//! Active-link matching.
//!
//! A link counts as active when the current location path contains the
//! final segment of its target. Evaluated once at mount; pages reload on
//! navigation so there is nothing to keep in sync.

#[cfg(test)]
#[path = "links_test.rs"]
mod links_test;

/// Target with its query string and fragment removed.
fn target_path(href: &str) -> &str {
    href.split(['?', '#']).next().unwrap_or(href)
}

/// Final `/`-separated segment of a link target.
#[must_use]
pub fn target_segment(href: &str) -> &str {
    let path = target_path(href);
    path.rsplit('/').next().unwrap_or(path)
}

/// Whether the link pointing at `href` is the one for `current_path`.
///
/// A target ending in `/` has an empty final segment, which every path
/// contains, so such links are always marked. Empty and fragment-only
/// targets are never marked.
#[must_use]
pub fn is_active_link(href: &str, current_path: &str) -> bool {
    if target_path(href).is_empty() {
        return false;
    }
    current_path.contains(target_segment(href))
}
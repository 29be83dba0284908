use super::*;

// =============================================================
// Theme
// =============================================================

#[test]
fn theme_default_is_light() {
    assert_eq!(Theme::default(), Theme::Light);
}

#[test]
fn theme_inverse_flips_and_returns() {
    assert_eq!(Theme::Light.inverse(), Theme::Dark);
    assert_eq!(Theme::Dark.inverse(), Theme::Light);
    assert_eq!(Theme::Dark.inverse().inverse(), Theme::Dark);
}

#[test]
fn theme_as_str_matches_stored_values() {
    assert_eq!(Theme::Light.as_str(), "light");
    assert_eq!(Theme::Dark.as_str(), "dark");
    assert_eq!(Theme::Dark.to_string(), "dark");
}

#[test]
fn theme_parse_accepts_only_known_values() {
    assert_eq!(Theme::parse("light"), Some(Theme::Light));
    assert_eq!(Theme::parse("dark"), Some(Theme::Dark));
    assert_eq!(Theme::parse("Dark"), None);
    assert_eq!(Theme::parse(""), None);
    assert_eq!(Theme::parse("solarized"), None);
}

#[test]
fn control_appearance_describes_the_other_theme() {
    let config = ThemeConfig::default();
    assert_eq!(Theme::Light.control_appearance(&config).label, "Dark Mode");
    assert_eq!(Theme::Light.control_appearance(&config).icon_class, "fas fa-moon");
    assert_eq!(Theme::Dark.control_appearance(&config).label, "Light Mode");
    assert_eq!(Theme::Dark.control_appearance(&config).icon_class, "fas fa-sun");
}

// =============================================================
// MemoryThemeStore
// =============================================================

#[test]
fn memory_store_starts_empty() {
    let store = MemoryThemeStore::new();
    assert_eq!(store.get("theme").unwrap(), None);
}

#[test]
fn memory_store_returns_what_was_set() {
    let mut store = MemoryThemeStore::new();
    store.set("theme", "dark").unwrap();
    assert_eq!(store.get("theme").unwrap().as_deref(), Some("dark"));
    assert_eq!(store.value("theme"), Some("dark"));
}

#[test]
fn memory_store_overwrites_existing_value() {
    let mut store = MemoryThemeStore::with_value("theme", "dark");
    store.set("theme", "light").unwrap();
    assert_eq!(store.value("theme"), Some("light"));
}

#[test]
fn memory_store_keys_are_independent() {
    let store = MemoryThemeStore::with_value("theme", "dark");
    assert_eq!(store.get("other").unwrap(), None);
}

☆ ☆ ☆ ☆

(YOUR OBJECTIVE)
Nothing but the lines from the line that contains "let config = ThemeConfig::default();" to the last line of the records above should appear in the answer; please copy them exactly.

(TASK RESPONSE)
    let config = ThemeConfig::default();
    assert_eq!(Theme::Light.control_appearance(&config).label, "Dark Mode");
    assert_eq!(Theme::Light.control_appearance(&config).icon_class, "fas fa-moon");
    assert_eq!(Theme::Dark.control_appearance(&config).label, "Light Mode");
    assert_eq!(Theme::Dark.control_appearance(&config).icon_class, "fas fa-sun");
}

// =============================================================
// MemoryThemeStore
// =============================================================

#[test]
fn memory_store_starts_empty() {
    let store = MemoryThemeStore::new();
    assert_eq!(store.get("theme").unwrap(), None);
}

#[test]
fn memory_store_returns_what_was_set() {
    let mut store = MemoryThemeStore::new();
    store.set("theme", "dark").unwrap();
    assert_eq!(store.get("theme").unwrap().as_deref(), Some("dark"));
    assert_eq!(store.value("theme"), Some("dark"));
}

#[test]
fn memory_store_overwrites_existing_value() {
    let mut store = MemoryThemeStore::with_value("theme", "dark");
    store.set("theme", "light").unwrap();
    assert_eq!(store.value("theme"), Some("light"));
}

#[test]
fn memory_store_keys_are_independent() {
    let store = MemoryThemeStore::with_value("theme", "dark");
    assert_eq!(store.get("other").unwrap(), None);
}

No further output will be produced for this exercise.